▸ TASK TO CARRY OUT
Your answer should consist of each line below that includes the word "RepoResult".

▸ Dataset entries
--------------------------------------------------

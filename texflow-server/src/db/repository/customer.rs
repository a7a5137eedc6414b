//! Customer Repository

use super::{BaseRepository, RepoError, RepoResult, new_record_id};
use crate::db::models::{CustomerData, CustomerRecord};
use shared::models::Customer;
use surrealdb::RecordId;
use surrealdb::Surreal;
use surrealdb::engine::local::Db;

pub const TABLE: &str = "customer";

#[derive(Clone)]
pub struct CustomerRepository {
    base: BaseRepository,
}

impl CustomerRepository {
    pub fn new(db: Surreal<Db>) -> Self {
        Self {
            base: BaseRepository::new(db),
        }
    }

    pub async fn find_all(&self) -> RepoResult<Vec<Customer>> {
        let rows: Vec<CustomerRecord> = self
            .base
            .db()
            .query("SELECT * FROM customer ORDER BY created_at DESC")
            .await?
            .take(0)?;
        Ok(rows.into_iter().map(Customer::from).collect())
    }

    pub async fn find_by_id(&self, id: &RecordId) -> RepoResult<Option<Customer>> {
        let row: Option<CustomerRecord> = self.base.db().select(id.clone()).await?;
        Ok(row.map(Customer::from))
    }

    pub async fn create(&self, data: CustomerData) -> RepoResult<Customer> {
        let created: Option<CustomerRecord> = self
            .base
            .db()
            .create(new_record_id(TABLE))
            .content(data)
            .await?;
        created
            .map(Customer::from)
            .ok_or_else(|| RepoError::Database("Failed to create customer".to_string()))
    }

    pub async fn update(&self, id: &RecordId, data: CustomerData) -> RepoResult<Customer> {
        let rows: Vec<CustomerRecord> = self
            .base
            .db()
            .query("UPDATE $thing MERGE $data RETURN AFTER")
            .bind(("thing", id.clone()))
            .bind(("data", data))
            .await?
            .take(0)?;
        rows.into_iter()
            .next()
            .map(Customer::from)
            .ok_or_else(|| RepoError::NotFound(format!("Customer {} not found", id.key())))
    }

    /// Hard delete; `false` when nothing was there
    pub async fn delete(&self, id: &RecordId) -> RepoResult<bool> {
        let removed: Option<CustomerRecord> = self.base.db().delete(id.clone()).await?;
        Ok(removed.is_some())
    }
}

--------------------------------------------------

▸ YOUR SOLUTION
use super::{BaseRepository, RepoError, RepoResult, new_record_id};
    pub async fn find_all(&self) -> RepoResult<Vec<Customer>> {
    pub async fn find_by_id(&self, id: &RecordId) -> RepoResult<Option<Customer>> {
    pub async fn create(&self, data: CustomerData) -> RepoResult<Customer> {
    pub async fn update(&self, id: &RecordId, data: CustomerData) -> RepoResult<Customer> {
    pub async fn delete(&self, id: &RecordId) -> RepoResult<bool> {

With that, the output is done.